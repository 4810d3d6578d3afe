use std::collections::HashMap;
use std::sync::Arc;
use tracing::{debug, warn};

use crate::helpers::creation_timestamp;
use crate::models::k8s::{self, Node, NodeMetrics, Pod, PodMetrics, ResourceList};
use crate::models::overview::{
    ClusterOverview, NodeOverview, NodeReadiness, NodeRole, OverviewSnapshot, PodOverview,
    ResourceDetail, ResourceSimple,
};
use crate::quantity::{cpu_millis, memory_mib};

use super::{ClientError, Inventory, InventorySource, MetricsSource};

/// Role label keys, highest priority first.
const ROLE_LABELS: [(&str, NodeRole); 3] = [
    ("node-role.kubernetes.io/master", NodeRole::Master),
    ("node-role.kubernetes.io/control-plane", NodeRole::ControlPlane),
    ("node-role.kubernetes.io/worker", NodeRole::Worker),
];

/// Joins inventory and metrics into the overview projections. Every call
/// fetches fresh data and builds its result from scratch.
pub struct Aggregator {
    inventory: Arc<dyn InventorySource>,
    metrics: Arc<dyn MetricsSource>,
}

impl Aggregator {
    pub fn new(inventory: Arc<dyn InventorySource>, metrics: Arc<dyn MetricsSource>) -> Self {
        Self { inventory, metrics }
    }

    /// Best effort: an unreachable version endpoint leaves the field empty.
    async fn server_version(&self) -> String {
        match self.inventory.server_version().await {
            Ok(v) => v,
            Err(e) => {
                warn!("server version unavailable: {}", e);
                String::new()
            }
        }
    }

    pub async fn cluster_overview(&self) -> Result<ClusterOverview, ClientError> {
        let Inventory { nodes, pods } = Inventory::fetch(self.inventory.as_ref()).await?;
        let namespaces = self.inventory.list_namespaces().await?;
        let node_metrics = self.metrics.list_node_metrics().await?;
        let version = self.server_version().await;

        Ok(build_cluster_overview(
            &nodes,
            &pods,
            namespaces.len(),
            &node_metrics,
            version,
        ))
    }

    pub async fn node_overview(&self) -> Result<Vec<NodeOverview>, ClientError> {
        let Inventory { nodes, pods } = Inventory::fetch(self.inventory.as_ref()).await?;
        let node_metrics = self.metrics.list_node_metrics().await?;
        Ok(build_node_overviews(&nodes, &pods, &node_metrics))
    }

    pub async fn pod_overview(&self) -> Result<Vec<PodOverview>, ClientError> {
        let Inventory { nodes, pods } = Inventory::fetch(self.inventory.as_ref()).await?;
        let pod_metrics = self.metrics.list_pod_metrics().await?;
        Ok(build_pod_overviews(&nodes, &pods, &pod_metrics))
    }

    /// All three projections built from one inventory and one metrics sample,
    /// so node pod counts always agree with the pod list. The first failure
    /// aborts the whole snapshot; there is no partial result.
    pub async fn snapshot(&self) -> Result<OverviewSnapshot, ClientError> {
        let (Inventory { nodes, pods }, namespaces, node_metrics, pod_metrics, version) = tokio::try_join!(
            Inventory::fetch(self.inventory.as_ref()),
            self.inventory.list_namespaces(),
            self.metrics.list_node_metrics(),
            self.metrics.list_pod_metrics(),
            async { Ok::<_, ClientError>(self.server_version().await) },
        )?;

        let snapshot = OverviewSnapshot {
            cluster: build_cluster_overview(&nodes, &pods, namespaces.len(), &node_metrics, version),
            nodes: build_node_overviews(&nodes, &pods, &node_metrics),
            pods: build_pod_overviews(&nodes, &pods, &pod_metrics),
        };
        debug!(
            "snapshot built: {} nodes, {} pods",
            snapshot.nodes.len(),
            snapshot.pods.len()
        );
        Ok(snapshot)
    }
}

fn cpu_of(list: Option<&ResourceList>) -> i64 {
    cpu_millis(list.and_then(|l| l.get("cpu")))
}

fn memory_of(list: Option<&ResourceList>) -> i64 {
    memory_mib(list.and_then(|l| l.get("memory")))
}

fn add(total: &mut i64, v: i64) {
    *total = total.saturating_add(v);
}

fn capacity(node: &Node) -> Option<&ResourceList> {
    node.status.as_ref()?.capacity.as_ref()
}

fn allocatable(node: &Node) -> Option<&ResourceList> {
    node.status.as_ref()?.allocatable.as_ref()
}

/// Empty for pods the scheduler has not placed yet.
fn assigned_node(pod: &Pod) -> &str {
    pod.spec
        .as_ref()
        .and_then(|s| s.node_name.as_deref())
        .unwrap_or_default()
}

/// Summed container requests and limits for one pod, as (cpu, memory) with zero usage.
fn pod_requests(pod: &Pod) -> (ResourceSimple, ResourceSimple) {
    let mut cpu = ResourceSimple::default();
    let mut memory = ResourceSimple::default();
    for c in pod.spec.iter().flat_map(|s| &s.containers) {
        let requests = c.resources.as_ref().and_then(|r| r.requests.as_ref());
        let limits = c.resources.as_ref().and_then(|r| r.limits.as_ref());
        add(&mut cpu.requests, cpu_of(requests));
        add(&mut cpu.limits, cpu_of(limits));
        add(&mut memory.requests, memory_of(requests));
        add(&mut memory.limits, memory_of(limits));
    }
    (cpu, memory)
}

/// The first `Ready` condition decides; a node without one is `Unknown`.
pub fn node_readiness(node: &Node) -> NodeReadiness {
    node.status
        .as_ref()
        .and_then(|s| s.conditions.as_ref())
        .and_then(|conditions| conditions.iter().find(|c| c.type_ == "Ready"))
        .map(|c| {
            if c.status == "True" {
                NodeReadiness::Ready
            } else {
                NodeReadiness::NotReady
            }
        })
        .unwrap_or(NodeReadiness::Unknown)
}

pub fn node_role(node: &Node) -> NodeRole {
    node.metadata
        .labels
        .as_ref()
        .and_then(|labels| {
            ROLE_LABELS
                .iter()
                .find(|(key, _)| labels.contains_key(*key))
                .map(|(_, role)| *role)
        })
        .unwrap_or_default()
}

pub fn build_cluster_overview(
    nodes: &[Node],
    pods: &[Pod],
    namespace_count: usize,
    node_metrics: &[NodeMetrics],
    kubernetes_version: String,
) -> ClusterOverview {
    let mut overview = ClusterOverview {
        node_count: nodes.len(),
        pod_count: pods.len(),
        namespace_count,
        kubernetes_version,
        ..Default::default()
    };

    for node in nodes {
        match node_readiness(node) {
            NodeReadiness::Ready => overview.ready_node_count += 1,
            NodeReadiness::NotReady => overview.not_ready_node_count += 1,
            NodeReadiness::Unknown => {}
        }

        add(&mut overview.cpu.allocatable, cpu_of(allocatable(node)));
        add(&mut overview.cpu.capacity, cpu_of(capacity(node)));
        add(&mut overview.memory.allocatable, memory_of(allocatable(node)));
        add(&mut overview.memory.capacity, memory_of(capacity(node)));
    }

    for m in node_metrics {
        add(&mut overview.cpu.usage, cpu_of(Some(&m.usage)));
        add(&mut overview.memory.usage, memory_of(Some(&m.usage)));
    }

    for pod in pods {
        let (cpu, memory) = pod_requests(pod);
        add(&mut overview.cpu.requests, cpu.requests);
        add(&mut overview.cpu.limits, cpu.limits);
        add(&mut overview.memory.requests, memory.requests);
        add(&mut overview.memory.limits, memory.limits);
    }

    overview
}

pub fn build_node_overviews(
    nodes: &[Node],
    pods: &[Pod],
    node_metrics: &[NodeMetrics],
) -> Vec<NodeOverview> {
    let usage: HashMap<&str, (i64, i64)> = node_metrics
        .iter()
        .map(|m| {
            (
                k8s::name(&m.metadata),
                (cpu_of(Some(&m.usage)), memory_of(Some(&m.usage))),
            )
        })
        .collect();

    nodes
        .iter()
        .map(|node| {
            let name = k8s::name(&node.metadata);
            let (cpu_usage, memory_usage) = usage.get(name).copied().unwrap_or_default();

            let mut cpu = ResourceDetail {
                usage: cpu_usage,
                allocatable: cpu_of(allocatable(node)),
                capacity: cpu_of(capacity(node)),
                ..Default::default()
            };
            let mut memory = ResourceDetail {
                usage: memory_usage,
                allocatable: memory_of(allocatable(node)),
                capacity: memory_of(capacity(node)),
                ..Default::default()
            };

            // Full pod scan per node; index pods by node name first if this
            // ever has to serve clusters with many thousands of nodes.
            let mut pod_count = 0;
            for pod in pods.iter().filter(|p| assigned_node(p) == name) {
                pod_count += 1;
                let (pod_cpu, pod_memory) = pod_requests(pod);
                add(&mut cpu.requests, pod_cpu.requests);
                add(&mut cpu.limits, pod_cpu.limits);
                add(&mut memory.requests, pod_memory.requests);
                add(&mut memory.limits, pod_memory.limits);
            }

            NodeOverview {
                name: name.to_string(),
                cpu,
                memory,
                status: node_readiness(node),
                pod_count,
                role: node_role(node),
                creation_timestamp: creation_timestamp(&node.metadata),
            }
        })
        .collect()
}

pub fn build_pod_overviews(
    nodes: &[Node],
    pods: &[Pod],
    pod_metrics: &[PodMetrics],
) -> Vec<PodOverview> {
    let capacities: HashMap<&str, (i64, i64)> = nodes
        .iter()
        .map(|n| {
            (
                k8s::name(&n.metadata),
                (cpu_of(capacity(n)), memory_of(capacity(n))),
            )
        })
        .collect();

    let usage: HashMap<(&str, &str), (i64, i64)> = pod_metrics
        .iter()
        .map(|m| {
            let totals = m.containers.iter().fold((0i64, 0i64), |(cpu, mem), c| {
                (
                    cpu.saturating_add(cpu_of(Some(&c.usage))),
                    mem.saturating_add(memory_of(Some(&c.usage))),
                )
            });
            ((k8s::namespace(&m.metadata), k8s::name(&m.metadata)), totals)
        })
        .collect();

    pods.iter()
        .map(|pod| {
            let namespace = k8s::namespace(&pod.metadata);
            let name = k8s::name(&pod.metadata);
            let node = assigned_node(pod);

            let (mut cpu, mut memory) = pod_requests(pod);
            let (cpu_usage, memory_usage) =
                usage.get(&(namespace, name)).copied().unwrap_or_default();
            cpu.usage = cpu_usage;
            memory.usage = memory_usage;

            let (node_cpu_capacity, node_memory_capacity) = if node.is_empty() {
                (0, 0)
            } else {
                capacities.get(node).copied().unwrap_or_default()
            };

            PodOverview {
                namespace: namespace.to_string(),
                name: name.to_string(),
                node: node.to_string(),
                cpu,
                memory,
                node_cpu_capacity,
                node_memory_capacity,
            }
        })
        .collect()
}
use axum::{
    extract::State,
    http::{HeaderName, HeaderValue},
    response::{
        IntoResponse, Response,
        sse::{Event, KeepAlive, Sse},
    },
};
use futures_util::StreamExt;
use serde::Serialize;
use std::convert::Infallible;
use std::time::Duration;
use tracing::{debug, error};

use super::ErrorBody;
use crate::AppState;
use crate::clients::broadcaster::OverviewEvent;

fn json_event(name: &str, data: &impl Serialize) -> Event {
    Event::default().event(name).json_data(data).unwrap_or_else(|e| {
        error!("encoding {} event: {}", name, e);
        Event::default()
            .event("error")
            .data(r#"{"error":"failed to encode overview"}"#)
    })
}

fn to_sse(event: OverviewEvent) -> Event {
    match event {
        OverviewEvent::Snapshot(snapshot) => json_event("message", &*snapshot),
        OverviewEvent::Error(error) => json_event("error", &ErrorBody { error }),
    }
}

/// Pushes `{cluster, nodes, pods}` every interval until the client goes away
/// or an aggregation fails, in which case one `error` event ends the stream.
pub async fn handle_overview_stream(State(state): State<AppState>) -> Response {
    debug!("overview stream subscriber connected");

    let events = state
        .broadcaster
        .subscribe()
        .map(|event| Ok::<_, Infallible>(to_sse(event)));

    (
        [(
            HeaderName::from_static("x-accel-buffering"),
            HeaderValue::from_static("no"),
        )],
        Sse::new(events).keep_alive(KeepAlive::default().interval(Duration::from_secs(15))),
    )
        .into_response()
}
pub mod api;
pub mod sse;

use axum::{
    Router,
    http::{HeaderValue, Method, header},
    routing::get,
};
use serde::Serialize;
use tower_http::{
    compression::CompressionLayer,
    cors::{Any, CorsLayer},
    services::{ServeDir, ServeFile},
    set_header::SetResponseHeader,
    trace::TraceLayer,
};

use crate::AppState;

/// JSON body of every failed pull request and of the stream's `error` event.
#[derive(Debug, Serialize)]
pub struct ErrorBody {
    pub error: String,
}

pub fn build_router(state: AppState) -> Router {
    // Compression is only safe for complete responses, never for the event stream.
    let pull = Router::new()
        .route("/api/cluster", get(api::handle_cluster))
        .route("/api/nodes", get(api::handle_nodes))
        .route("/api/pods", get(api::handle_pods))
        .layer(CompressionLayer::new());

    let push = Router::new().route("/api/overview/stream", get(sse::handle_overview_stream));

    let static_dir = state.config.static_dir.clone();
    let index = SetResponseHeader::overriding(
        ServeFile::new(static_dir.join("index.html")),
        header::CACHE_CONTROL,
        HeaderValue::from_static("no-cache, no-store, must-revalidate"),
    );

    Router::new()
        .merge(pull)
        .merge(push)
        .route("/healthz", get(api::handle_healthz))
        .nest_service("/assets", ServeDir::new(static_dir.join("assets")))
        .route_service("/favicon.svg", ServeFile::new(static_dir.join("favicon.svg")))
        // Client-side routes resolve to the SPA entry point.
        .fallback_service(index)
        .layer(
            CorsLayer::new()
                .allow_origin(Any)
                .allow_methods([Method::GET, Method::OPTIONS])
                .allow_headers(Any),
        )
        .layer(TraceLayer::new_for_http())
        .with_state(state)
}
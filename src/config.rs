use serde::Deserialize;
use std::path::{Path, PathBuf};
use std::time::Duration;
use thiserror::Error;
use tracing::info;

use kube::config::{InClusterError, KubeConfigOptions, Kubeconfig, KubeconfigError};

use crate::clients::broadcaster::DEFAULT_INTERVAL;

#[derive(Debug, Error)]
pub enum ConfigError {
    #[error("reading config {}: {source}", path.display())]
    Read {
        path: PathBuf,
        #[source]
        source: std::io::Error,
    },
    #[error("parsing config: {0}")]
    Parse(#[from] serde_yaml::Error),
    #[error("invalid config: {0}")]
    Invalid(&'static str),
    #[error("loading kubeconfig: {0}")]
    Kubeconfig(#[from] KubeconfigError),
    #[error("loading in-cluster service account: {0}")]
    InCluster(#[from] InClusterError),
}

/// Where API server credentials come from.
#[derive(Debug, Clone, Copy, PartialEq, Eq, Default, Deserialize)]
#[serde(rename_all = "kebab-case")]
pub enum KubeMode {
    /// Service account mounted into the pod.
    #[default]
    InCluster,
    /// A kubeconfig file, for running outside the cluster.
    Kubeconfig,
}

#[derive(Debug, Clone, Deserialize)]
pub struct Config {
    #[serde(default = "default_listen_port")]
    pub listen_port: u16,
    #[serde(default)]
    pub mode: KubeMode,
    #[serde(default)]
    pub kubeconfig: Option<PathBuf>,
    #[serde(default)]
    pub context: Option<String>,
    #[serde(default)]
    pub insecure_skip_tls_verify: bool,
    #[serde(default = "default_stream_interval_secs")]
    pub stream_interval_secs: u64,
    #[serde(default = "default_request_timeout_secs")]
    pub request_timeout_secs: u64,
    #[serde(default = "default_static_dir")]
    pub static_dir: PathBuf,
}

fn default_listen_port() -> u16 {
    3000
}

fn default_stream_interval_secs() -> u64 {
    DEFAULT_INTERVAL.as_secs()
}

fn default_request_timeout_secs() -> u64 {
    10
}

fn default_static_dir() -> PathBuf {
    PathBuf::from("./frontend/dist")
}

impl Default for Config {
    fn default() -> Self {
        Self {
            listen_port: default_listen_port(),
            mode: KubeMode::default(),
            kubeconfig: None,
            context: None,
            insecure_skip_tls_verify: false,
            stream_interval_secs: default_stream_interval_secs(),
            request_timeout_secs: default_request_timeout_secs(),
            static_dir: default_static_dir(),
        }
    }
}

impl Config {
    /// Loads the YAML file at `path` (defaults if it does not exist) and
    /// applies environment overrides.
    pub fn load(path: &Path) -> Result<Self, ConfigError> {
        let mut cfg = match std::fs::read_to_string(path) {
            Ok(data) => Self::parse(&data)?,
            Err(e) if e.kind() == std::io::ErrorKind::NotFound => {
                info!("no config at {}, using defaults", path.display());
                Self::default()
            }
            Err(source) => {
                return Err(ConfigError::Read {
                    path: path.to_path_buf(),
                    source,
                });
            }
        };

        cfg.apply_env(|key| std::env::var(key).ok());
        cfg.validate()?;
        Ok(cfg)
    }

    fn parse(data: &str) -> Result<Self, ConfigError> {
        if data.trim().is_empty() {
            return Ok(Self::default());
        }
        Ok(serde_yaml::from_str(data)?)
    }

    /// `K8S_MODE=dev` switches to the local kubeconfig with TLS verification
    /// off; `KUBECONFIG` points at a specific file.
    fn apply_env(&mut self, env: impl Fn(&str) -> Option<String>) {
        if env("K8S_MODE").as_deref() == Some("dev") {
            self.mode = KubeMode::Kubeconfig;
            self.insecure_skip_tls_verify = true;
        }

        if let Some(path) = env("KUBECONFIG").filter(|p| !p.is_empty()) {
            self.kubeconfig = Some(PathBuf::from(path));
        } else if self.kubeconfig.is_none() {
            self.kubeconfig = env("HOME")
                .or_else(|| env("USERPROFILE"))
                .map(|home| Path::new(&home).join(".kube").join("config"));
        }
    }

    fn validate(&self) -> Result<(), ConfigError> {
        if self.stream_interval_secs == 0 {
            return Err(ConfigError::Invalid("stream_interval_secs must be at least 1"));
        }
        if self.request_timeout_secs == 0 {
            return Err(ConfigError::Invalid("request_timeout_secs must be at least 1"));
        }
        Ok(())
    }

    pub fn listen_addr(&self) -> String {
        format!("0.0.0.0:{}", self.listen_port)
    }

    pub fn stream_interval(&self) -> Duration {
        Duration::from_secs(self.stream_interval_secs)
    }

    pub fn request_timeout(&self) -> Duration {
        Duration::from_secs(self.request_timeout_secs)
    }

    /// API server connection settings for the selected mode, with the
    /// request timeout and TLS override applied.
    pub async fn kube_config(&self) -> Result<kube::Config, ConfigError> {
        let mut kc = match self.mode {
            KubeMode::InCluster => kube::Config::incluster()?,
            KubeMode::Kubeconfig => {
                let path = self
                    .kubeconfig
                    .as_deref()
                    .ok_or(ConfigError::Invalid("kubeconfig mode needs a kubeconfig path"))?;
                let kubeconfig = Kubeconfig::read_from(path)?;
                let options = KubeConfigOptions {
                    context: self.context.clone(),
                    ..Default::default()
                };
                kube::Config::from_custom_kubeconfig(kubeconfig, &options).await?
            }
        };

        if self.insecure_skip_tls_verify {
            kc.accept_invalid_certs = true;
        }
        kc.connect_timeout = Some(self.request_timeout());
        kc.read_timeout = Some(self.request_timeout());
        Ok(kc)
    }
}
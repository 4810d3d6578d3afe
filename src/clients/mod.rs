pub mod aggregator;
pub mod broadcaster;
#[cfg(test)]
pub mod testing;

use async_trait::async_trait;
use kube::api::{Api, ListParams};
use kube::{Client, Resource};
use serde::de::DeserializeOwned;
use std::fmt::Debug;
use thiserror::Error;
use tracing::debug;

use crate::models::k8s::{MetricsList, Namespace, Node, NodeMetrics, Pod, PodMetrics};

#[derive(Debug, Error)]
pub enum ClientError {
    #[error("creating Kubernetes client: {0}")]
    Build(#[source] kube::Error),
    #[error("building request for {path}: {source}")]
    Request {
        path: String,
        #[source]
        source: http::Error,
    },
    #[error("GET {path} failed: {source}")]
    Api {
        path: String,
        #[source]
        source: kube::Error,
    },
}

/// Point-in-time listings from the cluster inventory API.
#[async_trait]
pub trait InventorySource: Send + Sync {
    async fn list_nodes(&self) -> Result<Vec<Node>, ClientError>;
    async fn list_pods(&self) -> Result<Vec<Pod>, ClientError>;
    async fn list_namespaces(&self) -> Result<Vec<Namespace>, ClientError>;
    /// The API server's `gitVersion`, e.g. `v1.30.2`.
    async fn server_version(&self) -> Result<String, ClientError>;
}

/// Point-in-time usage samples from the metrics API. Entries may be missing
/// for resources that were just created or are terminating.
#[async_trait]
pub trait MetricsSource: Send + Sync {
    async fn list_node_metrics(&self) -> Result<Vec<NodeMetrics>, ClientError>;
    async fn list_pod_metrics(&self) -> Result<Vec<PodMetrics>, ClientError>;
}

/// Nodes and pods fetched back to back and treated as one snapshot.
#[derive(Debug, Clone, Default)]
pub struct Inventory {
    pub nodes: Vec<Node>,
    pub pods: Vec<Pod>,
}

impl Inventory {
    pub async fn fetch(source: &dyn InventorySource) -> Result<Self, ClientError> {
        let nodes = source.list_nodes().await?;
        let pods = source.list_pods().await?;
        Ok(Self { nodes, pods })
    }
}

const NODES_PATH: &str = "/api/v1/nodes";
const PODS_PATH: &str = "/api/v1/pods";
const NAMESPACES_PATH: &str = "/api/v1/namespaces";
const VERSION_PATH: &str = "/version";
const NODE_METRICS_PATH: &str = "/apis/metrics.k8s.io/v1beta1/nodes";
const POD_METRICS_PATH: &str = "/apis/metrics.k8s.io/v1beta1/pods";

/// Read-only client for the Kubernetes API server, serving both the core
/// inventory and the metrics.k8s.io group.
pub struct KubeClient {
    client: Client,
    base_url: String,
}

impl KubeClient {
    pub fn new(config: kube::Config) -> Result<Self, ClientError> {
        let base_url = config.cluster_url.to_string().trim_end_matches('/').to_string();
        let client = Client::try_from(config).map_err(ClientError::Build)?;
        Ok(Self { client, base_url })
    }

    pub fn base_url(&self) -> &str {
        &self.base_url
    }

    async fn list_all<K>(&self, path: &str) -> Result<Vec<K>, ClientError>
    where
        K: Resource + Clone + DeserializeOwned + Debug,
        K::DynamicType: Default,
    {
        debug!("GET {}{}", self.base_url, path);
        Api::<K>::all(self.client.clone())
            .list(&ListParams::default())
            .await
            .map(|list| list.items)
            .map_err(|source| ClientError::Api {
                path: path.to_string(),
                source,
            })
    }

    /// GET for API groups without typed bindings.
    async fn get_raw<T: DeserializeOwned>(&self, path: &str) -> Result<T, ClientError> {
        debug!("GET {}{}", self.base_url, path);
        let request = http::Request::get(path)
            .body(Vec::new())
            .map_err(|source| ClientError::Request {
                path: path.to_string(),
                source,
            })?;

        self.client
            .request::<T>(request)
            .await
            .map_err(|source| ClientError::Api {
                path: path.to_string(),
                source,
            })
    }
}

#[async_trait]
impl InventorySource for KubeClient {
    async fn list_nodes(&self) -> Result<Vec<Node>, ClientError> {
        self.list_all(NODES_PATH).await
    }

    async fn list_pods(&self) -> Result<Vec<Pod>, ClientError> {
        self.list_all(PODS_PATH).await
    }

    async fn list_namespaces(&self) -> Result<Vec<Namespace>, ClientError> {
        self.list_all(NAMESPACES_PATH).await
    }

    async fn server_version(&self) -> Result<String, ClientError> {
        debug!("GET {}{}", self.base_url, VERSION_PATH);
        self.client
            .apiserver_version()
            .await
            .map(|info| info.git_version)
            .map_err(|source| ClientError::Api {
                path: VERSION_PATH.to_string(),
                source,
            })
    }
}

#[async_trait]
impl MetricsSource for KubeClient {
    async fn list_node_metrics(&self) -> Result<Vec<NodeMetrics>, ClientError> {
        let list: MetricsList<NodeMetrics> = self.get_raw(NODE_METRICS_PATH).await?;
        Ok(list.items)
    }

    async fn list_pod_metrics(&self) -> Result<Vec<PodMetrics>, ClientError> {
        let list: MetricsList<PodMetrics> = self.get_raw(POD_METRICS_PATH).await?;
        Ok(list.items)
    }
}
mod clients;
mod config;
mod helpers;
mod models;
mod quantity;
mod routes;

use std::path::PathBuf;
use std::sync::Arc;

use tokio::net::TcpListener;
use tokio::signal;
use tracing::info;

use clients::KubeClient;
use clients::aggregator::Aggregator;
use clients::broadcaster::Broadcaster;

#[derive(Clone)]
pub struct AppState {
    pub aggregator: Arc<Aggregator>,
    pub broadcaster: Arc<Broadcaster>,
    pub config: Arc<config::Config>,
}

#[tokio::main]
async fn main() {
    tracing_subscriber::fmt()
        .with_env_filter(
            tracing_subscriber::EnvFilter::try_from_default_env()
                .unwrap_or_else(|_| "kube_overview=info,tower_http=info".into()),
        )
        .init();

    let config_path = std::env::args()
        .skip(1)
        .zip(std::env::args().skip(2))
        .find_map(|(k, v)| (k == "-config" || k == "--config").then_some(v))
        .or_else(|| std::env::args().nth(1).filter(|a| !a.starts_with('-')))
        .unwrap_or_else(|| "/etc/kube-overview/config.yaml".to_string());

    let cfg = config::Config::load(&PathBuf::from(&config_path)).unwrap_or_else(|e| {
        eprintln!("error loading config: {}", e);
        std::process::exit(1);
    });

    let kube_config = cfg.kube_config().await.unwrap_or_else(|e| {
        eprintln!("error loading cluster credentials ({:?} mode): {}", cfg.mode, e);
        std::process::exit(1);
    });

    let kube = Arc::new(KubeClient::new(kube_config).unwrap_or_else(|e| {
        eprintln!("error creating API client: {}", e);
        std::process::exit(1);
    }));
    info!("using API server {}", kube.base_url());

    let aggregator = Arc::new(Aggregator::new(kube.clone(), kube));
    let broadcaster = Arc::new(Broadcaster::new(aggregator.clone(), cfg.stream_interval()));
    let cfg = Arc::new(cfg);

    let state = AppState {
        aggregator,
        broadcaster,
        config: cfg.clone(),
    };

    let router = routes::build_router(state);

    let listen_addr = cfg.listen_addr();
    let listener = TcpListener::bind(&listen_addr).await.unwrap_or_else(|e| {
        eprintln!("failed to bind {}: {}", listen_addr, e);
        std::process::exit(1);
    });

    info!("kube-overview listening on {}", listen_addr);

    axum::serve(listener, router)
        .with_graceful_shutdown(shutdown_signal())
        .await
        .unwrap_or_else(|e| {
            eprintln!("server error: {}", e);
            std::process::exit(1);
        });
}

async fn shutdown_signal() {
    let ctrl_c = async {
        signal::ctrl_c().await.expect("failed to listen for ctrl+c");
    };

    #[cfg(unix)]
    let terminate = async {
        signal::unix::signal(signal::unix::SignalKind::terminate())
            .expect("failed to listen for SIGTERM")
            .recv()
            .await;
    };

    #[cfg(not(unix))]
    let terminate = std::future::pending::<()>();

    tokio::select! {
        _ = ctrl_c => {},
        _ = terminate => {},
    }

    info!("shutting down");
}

☆ ☆ ☆

_PROMPT_.
Show each line of the material that includes the word "Duration".

_PROBLEM SOLUTION_.
use std::time::Duration;
        Sse::new(events).keep_alive(KeepAlive::default().interval(Duration::from_secs(15))),
use std::time::Duration;
    pub fn stream_interval(&self) -> Duration {
        Duration::from_secs(self.stream_interval_secs)
    pub fn request_timeout(&self) -> Duration {
        Duration::from_secs(self.request_timeout_secs)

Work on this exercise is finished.